The Business Intelligence Market: Summer Report Cards

by Frank Sparacino

Frank Sparacino

Dog Days

During the 2001 summer months (June 1 to August 31), the NASDAQ fell 15% and appeared ready to test its earlier April lows and levels not seen since 1998. Unfortunately, these numbers could be viewed as encouraging in light of the performance of our publicly traded business intelligence (BI) universe, which plummeted 33% on average. The following is a summary of results for the quarter ended June 30 at a number of the key BI vendors.

Brio Technology

Brio posted dismal results for the June quarter, its first quarter of fiscal 2002. We were surprised at the magnitude of the revenue shortfall, which resulted in a 29% year-over-year drop in software license revenue to $13.5 million. Compounding the challenges associated with a stringent IT-spending environment were significant internal changes at Brio, including a restructuring of its North American sales force and changes in product development and marketing. A major marketing initiative will be launched in conjunction with the company's user conference scheduled for October. The new campaign will focus on re-branding Brio as an analytic software platform that integrates a number of complementary business intelligence technologies such as query and reporting, online analytical processing, enterprise reporting, and portal.

Despite generating an $8 million loss from operations during the quarter, Brio produced positive cash flow of $2 million, largely the result of increased collection efforts that resulted in its A/R balance declining sequentially by $15 million to $20 million. We expect the company's cash position, which totaled $15 million as of June 30, to decline to between $11 million and $13 million in the September quarter. This range should represent a bottom for Brio's cash position as the company expects to reach break-even EPS for its September quarter with increasing profitability thereafter. We also expect Brio to close shortly on a favorable round of funding, boosting its cash reserves by $10 million to $20 million.

Business Objects

Business Objects was one of the few software companies across any sector to report better-than-expected results with June (second) quarter revenue of $101.5 million, up 20% year-over-year. The story for Business Objects continues to be North America, which accounted for a record 40% of total revenue. While Europe, which accounted for 53% of total revenue, grew only 7% year-over-year, North America grew 46% year-over-year and 18% sequentially. Another positive surprise was the closing of seven deals in excess of $1 million (four in North America and three in Europe).

We have been critical of management's strategy with respect to analytic applications. In 1999, Business Objects created an independent subsidiary called Ithena to develop, market, and sell pre-packaged analytic applications. Earlier this year, Ithena was assimilated back into the company, a clear sign that this new business failed to gain any traction. Management has shifted its focus to a new infrastructure product called Application Foundation. The product has quietly been in development since the beginning of the year and was first released in May. This "new" product leverages its existing business intelligence functionality with significantly enhanced application development capability and new, pre-built templates for building customized analytic applications.

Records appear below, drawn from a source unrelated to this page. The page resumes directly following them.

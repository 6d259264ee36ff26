// ABOUTME: PreviewEngine, the composition root for creating and deleting previews.
// ABOUTME: Generic over the cluster, image, tunnel, process and source backends.

use futures::future::join_all;
use snafu::ResultExt;

use super::environment::PreviewEnvironment;
use super::error::{
    ClassificationSnafu, DeploySnafu, NamespaceAllocationSnafu, PortExhaustedSnafu, PreviewError,
    SnapshotUnavailableSnafu,
};
use super::result::{PreviewResources, PreviewResult};
use crate::build::{self, BuildPlan, BuildStrategy, DockerCli, ImageOps, PlanNaming};
use crate::cluster::{ClusterOps, Kubectl};
use crate::config::{Config, ExistingPreviewPolicy};
use crate::deploy::{self, DeployContext, DeployFailure, DeployTarget, DeployedService, Readiness};
use crate::diagnostics::{Diagnostics, Warning};
use crate::manifest::{ManifestRenderer, ManifestStore};
use crate::namespace::NamespaceAllocator;
use crate::ports::{LocalPortCounter, PortAllocator, ServiceKind};
use crate::probe::{CliTunnel, ProbeTarget, ReachabilityProbe, TunnelOps};
use crate::source::{GitCheckout, SourceControl};
use crate::teardown::{LsofProcesses, ProcessOps, TeardownCoordinator, TeardownReport};
use crate::types::{AppName, NamespaceName, PrNumber, RepoSlug};

/// The external systems a preview touches.
#[derive(Debug)]
pub struct Backends<C, I, T, P, S> {
    pub cluster: C,
    pub images: I,
    pub tunnel: T,
    pub processes: P,
    pub source: S,
}

/// Backends that drive the kubectl, docker, tunnel, lsof and git CLIs.
pub type CliBackends = Backends<Kubectl, DockerCli, CliTunnel, LsofProcesses, GitCheckout>;

impl CliBackends {
    pub fn from_config(config: &Config) -> Self {
        let tools = &config.tools;
        let timeouts = &config.timeouts;
        Backends {
            cluster: Kubectl::new(tools.kubectl.clone(), timeouts.command),
            images: DockerCli::new(
                tools.docker.clone(),
                tools.compose.clone(),
                timeouts.build,
                timeouts.command,
            ),
            tunnel: CliTunnel::new(
                tools.tunnel.clone(),
                tools.kubectl.clone(),
                &config.state_dir,
                timeouts.tunnel_settle,
                timeouts.forward,
            ),
            processes: LsofProcesses::new(tools.lsof.clone(), tools.kill.clone(), timeouts.command),
            source: GitCheckout::new(
                tools.git.clone(),
                &config.workspace_dir,
                timeouts.build,
                timeouts.command,
            ),
        }
    }
}

/// Creates and deletes preview environments.
#[derive(Debug)]
pub struct PreviewEngine<C, I, T, P, S> {
    backends: Backends<C, I, T, P, S>,
    registry_namespace: String,
    domain: String,
    existing_preview: ExistingPreviewPolicy,
    namespaces: NamespaceAllocator,
    deploy: DeployContext,
    probe: ReachabilityProbe,
    teardown: TeardownCoordinator,
    local_ports: LocalPortCounter,
}

impl<C, I, T, P, S> PreviewEngine<C, I, T, P, S>
where
    C: ClusterOps,
    I: ImageOps,
    T: TunnelOps,
    P: ProcessOps,
    S: SourceControl,
{
    pub fn new(config: &Config, backends: Backends<C, I, T, P, S>) -> Self {
        let ports = PortAllocator::new(config.ports.clone());
        Self {
            registry_namespace: config.registry_namespace.clone(),
            domain: config.domain.clone(),
            existing_preview: config.existing_preview,
            namespaces: NamespaceAllocator::new(config.namespace.max_attempts),
            deploy: DeployContext {
                renderer: ManifestRenderer::from_dir(&config.templates_dir),
                store: ManifestStore::new(&config.state_dir),
                ports: ports.clone(),
                readiness_timeout: config.timeouts.readiness,
                conflict_retries: config.ports.conflict_retries,
                port_lock: Default::default(),
            },
            probe: ReachabilityProbe::from_config(&config.probe, &config.timeouts),
            teardown: TeardownCoordinator::new(
                config.registry_namespace.clone(),
                &config.state_dir,
                ports,
            ),
            local_ports: LocalPortCounter::new(
                config.ports.forward_base,
                config.ports.forward_span,
            ),
            backends,
        }
    }

    /// Use a different template source, e.g. templates held in memory.
    pub fn with_renderer(mut self, renderer: ManifestRenderer) -> Self {
        self.deploy.renderer = renderer;
        self
    }

    pub fn backends(&self) -> &Backends<C, I, T, P, S> {
        &self.backends
    }

    /// Build and deploy the PR head of `repo_url` into a fresh namespace.
    ///
    /// Readiness and reachability problems are reported as warnings on a
    /// successful result. Errors say how far creation got in `stage()`.
    pub async fn create_preview(
        &self,
        repo_url: &str,
        credential: Option<&str>,
        pr: PrNumber,
    ) -> Result<PreviewResult, PreviewError> {
        let source = &self.backends.source;
        let snapshot = source
            .fetch_snapshot(repo_url, credential)
            .await
            .context(SnapshotUnavailableSnafu)?;
        source
            .checkout_pr(&snapshot.local_root, pr)
            .await
            .context(SnapshotUnavailableSnafu)?;
        tracing::info!(
            repository = %snapshot.repository,
            branch = %snapshot.default_branch,
            pr = %pr,
            "checked out pull request"
        );

        if self.existing_preview == ExistingPreviewPolicy::Replace {
            let report = self.delete_preview(pr).await;
            if !report.is_success() {
                tracing::warn!(pr = %pr, failures = report.failures.len(), "replacing preview left resources behind");
            }
        }

        let namespace = self
            .namespaces
            .allocate(&self.backends.cluster, pr)
            .await
            .context(NamespaceAllocationSnafu)?;

        let app_name = AppName::from_repository(&snapshot.repository);
        let mut environment = PreviewEnvironment::new(namespace.clone(), app_name, &self.domain);

        self.provision(&snapshot.repository, &snapshot.local_root, &mut environment)
            .await
            .inspect_err(|e| {
                environment.fail();
                tracing::error!(
                    namespace = %namespace,
                    kind = ?e.kind(),
                    status = ?environment.status,
                    error = %e,
                    "preview creation failed"
                );
            })
    }

    /// Build plans for a checkout, without touching any backend.
    pub fn plan(
        &self,
        root: &std::path::Path,
        repository: &RepoSlug,
        pr: PrNumber,
    ) -> Result<Vec<BuildPlan>, build::ClassifyError> {
        build::classify(root, &self.naming(repository, pr))
    }

    /// Reclaim every resource of every preview of `pr`.
    pub async fn delete_preview(&self, pr: PrNumber) -> TeardownReport {
        self.teardown
            .teardown(
                &self.backends.cluster,
                &self.backends.images,
                &self.backends.processes,
                pr,
            )
            .await
    }

    fn naming(&self, repository: &RepoSlug, pr: PrNumber) -> PlanNaming {
        PlanNaming {
            registry_namespace: self.registry_namespace.clone(),
            repository: repository.clone(),
            pr,
        }
    }

    async fn provision(
        &self,
        repository: &RepoSlug,
        root: &std::path::Path,
        environment: &mut PreviewEnvironment,
    ) -> Result<PreviewResult, PreviewError> {
        let namespace = environment.namespace.clone();
        let plans = build::classify(root, &self.naming(repository, environment.pr_number))
            .context(ClassificationSnafu {
                namespace: namespace.clone(),
            })?;
        tracing::info!(namespace = %namespace, plans = plans.len(), "classified repository");

        let mut targets = Vec::with_capacity(plans.len());
        for plan in &plans {
            let image = build::build_image(&self.backends.images, plan)
                .await
                .map_err(|source| {
                    let workload = plan.strategy.workload_name(&environment.app_name);
                    if source.is_build_failure() {
                        PreviewError::BuildFailed {
                            namespace: namespace.clone(),
                            workload,
                            source,
                        }
                    } else {
                        PreviewError::PublishFailed {
                            namespace: namespace.clone(),
                            workload,
                            source,
                        }
                    }
                })?;
            environment.image_refs.push(image.clone());

            let hostname = if plans.len() == 1 || plan.strategy == BuildStrategy::Generic {
                environment.hostname.clone()
            } else {
                environment.hostname_for(plan.strategy.image_suffix())
            };
            targets.push(DeployTarget::new(
                namespace.clone(),
                environment.app_name.clone(),
                plan.strategy.clone(),
                image,
                hostname,
            ));
        }

        let services = self.deploy_all(&namespace, targets).await?;

        let Some(primary) = primary_service(&services) else {
            return Err(PreviewError::Classification {
                namespace,
                source: build::ClassifyError::NoPlans {
                    root: root.to_path_buf(),
                },
            });
        };
        environment.service_name = Some(primary.service_name.clone());

        let mut diagnostics = Diagnostics::default();
        for service in &services {
            match &service.readiness {
                Readiness::TimedOut => diagnostics.warn(Warning::readiness(format!(
                    "{} was not ready before the timeout",
                    service.workload
                ))),
                Readiness::Failed(message) => diagnostics.warn(Warning::readiness(format!(
                    "readiness check for {} failed: {message}",
                    service.workload
                ))),
                Readiness::Ready | Readiness::Pending => {}
            }
        }

        let target = ProbeTarget {
            namespace: namespace.clone(),
            service_name: primary.service_name.clone(),
        };
        let (probe, probe_diagnostics) = self
            .probe
            .probe(
                &self.backends.cluster,
                &self.backends.tunnel,
                &self.local_ports,
                &target,
            )
            .await;
        diagnostics.absorb(probe_diagnostics);

        let resources = PreviewResources {
            namespace: namespace.clone(),
            deployment: primary.workload.clone(),
            service: primary.service_name.clone(),
        };
        environment.activate();

        tracing::info!(
            namespace = %namespace,
            url = ?probe.url.as_ref().map(|u| u.as_str()),
            reachable = probe.reachable,
            warnings = diagnostics.warnings().len(),
            "preview active"
        );

        Ok(PreviewResult {
            status: environment.status,
            service_url: probe.url.clone(),
            reachable: probe.reachable,
            resources,
            environment: environment.clone(),
            services,
            probe,
            warnings: diagnostics.into_warnings(),
        })
    }

    /// Compose services deploy concurrently; other strategies one after another.
    async fn deploy_all(
        &self,
        namespace: &NamespaceName,
        targets: Vec<DeployTarget>,
    ) -> Result<Vec<DeployedService>, PreviewError> {
        let cluster = &self.backends.cluster;
        let concurrent = targets.iter().all(|t| t.strategy.is_compose());

        let results: Vec<Result<DeployedService, DeployFailure>> = if concurrent {
            join_all(
                targets
                    .into_iter()
                    .map(|target| deploy::deploy(cluster, &self.deploy, target)),
            )
            .await
        } else {
            let mut results = Vec::with_capacity(targets.len());
            for target in targets {
                let result = deploy::deploy(cluster, &self.deploy, target).await;
                let failed = result.is_err();
                results.push(result);
                if failed {
                    break;
                }
            }
            results
        };

        let mut services = Vec::with_capacity(results.len());
        let mut failure = None;
        for result in results {
            match result {
                Ok(service) => services.push(service),
                Err(e) if failure.is_none() => failure = Some(e),
                Err(e) => {
                    tracing::warn!(workload = %e.workload, error = %e, "additional deployment failure");
                }
            }
        }

        let Some(failure) = failure else {
            return Ok(services);
        };

        let applied: Vec<String> = services
            .iter()
            .flat_map(|s| s.applied.iter())
            .chain(failure.applied.iter())
            .map(ToString::to_string)
            .collect();
        if failure.error.is_port_exhausted() {
            Err(failure).context(PortExhaustedSnafu {
                namespace: namespace.clone(),
                applied,
            })
        } else {
            Err(failure).context(DeploySnafu {
                namespace: namespace.clone(),
                applied,
            })
        }
    }
}

/// The frontend when there is one, otherwise the first workload.
fn primary_service(services: &[DeployedService]) -> Option<&DeployedService> {
    services
        .iter()
        .find(|s| s.port.service_kind == ServiceKind::Frontend)
        .or_else(|| services.first())
}
// ABOUTME: Config scaffolding for new projects.
// ABOUTME: Writes an ephemera.yml with the defaults spelled out.

use std::path::Path;

use crate::error::{Error, Result};

use super::{CONFIG_FILENAME, Config};

pub fn init_config(dir: &Path, registry_namespace: Option<&str>, force: bool) -> Result<()> {
    let config_path = dir.join(CONFIG_FILENAME);

    if config_path.exists() && !force {
        return Err(Error::AlreadyExists(config_path));
    }

    let mut config = Config::template();
    if let Some(ns) = registry_namespace {
        let ns = ns.trim().trim_end_matches('/');
        if ns.is_empty() {
            return Err(Error::InvalidConfig(
                "registry namespace cannot be empty".to_string(),
            ));
        }
        config.registry_namespace = ns.to_string();
    }

    std::fs::write(&config_path, generate_template_yaml(&config))?;
    Ok(())
}

fn generate_template_yaml(config: &Config) -> String {
    format!(
        r#"registry_namespace: {}
domain: {}
workspace_dir: {}
templates_dir: {}
state_dir: {}

# stack: keep earlier previews of a PR alongside new ones (pr-N, pr-N-1, ...)
# replace: tear down a PR's previews before creating a new one
existing_preview: stack

# token:
#   env: GITHUB_TOKEN

# tools:
#   kubectl: kubectl
#   compose: docker compose
#   tunnel: minikube tunnel

# ports:
#   conflict_retries: 1

# timeouts:
#   readiness: 60s
#   http_probe: 5s

# probe:
#   strategies: [tunnel-forward, node-port-localhost, node-ip]
"#,
        config.registry_namespace,
        config.domain,
        config.workspace_dir.display(),
        config.templates_dir.display(),
        config.state_dir.display(),
    )
}
// ABOUTME: Reclaims every resource a PR's previews created.
// ABOUTME: Namespaces, images, local processes and state files, each step independent.

mod coordinator;
mod processes;
mod report;

pub use coordinator::TeardownCoordinator;
pub use processes::{LsofProcesses, ProcessError, ProcessOps};
pub use report::{TeardownFailure, TeardownReport, TeardownStatus, TeardownStep, TerminatedProcess};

Application Foundation is specifically targeted at competitors such as AlphaBlox (private) as well as MicroStrategy. Despite some early signs of progress (i.e. a $1 million-plus transaction with NuEdge, one of the first companies to join Business Objects' Open customer relationship management [CRM] Partner Initiative as a value-added reseller) during the second quarter with the new product, it is too early to tell it will be a major success and provide the additional growth driver we believe the company needs.

Informatica

Other than its revenue shortfall, the most surprising news from Informatica was its expectation of a substantial increase in operating expenses and management's remark that the company will not return to break-even EPS or profitability until the December quarter at the earliest. One of the primary reasons for this is higher rent at the company's new corporate headquarters in Redwood City, Calif. The other factor is more discretionary in nature and involves Informatica's decision to build pre-packaged analytic applications.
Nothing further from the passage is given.